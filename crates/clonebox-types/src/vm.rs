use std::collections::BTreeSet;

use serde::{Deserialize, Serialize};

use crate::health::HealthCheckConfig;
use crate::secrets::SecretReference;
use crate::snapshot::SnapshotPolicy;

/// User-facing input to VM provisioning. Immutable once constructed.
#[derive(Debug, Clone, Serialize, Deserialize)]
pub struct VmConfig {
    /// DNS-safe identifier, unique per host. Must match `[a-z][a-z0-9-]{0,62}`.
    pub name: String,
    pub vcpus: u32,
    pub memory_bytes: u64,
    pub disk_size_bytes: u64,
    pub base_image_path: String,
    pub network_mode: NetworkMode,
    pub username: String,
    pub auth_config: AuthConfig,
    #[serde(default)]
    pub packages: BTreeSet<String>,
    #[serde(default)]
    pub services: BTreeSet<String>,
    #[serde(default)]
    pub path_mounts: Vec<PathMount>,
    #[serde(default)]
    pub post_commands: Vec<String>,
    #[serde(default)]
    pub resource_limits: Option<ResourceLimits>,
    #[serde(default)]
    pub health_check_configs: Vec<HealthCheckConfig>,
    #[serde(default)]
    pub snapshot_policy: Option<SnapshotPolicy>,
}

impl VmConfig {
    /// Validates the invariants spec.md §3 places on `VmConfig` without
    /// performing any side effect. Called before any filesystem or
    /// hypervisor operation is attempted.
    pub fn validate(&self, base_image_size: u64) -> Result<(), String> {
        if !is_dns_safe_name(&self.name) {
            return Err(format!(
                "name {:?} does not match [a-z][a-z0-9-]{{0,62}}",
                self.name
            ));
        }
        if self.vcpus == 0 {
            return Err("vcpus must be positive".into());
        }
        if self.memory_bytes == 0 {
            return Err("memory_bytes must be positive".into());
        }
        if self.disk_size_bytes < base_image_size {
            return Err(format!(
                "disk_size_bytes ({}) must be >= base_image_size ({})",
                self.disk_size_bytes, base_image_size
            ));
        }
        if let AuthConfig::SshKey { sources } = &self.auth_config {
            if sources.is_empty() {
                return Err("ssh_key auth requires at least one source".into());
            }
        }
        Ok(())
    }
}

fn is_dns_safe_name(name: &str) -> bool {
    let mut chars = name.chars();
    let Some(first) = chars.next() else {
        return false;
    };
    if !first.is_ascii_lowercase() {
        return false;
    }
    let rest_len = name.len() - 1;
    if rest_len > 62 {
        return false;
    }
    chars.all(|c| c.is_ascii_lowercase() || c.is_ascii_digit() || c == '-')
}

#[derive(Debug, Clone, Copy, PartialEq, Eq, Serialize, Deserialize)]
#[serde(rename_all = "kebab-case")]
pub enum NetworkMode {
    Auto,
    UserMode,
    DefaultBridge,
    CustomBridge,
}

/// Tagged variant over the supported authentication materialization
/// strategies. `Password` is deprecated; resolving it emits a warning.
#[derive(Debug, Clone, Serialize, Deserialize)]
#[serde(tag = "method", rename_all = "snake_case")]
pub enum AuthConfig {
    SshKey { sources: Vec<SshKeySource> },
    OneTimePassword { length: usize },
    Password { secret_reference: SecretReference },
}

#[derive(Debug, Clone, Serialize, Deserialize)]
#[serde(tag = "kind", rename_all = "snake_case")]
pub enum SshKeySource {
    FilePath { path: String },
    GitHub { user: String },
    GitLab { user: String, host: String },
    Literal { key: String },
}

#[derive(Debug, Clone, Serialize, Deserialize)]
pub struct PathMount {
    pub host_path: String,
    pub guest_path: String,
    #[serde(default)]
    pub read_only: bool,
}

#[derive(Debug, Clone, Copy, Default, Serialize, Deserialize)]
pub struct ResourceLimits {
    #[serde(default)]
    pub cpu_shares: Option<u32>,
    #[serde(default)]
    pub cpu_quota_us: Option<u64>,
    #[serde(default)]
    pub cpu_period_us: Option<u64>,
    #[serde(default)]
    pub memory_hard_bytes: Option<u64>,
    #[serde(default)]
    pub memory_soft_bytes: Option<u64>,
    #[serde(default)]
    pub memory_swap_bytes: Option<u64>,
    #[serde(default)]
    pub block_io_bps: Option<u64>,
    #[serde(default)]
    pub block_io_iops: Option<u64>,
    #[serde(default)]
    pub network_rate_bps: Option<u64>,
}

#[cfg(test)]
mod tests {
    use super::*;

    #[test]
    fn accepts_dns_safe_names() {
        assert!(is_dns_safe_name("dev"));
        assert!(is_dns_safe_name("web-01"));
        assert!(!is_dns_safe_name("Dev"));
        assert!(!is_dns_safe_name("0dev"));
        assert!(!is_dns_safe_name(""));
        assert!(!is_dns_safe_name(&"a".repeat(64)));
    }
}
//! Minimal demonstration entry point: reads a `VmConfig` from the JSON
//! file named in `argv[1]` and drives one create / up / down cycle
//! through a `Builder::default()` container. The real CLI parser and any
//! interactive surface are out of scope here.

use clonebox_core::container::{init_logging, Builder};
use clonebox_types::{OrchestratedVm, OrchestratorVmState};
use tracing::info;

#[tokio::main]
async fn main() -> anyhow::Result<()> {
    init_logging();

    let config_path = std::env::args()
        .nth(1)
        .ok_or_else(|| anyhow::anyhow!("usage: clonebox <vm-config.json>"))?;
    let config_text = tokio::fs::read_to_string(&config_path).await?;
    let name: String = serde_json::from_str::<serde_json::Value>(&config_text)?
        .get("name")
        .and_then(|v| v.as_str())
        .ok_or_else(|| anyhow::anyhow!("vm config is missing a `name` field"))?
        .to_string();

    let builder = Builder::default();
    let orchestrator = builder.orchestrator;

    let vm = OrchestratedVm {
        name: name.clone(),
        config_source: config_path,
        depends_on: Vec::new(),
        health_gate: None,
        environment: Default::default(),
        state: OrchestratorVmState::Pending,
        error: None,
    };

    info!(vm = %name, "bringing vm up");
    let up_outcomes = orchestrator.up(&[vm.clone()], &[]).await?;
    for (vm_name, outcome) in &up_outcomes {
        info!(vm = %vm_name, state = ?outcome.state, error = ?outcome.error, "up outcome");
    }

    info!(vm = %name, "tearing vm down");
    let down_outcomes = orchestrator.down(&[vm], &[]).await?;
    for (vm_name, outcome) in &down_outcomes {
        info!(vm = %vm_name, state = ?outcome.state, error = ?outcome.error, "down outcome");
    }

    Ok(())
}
━━━━━━━━━━━━━━━━
Copy out exactly the lines from the one containing "let down_outcomes = orchestrator.down(&[vm], &[]).await?;" through the last line above, keeping both end lines.

[Written answer]:
    let down_outcomes = orchestrator.down(&[vm], &[]).await?;
    for (vm_name, outcome) in &down_outcomes {
        info!(vm = %vm_name, state = ?outcome.state, error = ?outcome.error, "down outcome");
    }

    Ok(())
}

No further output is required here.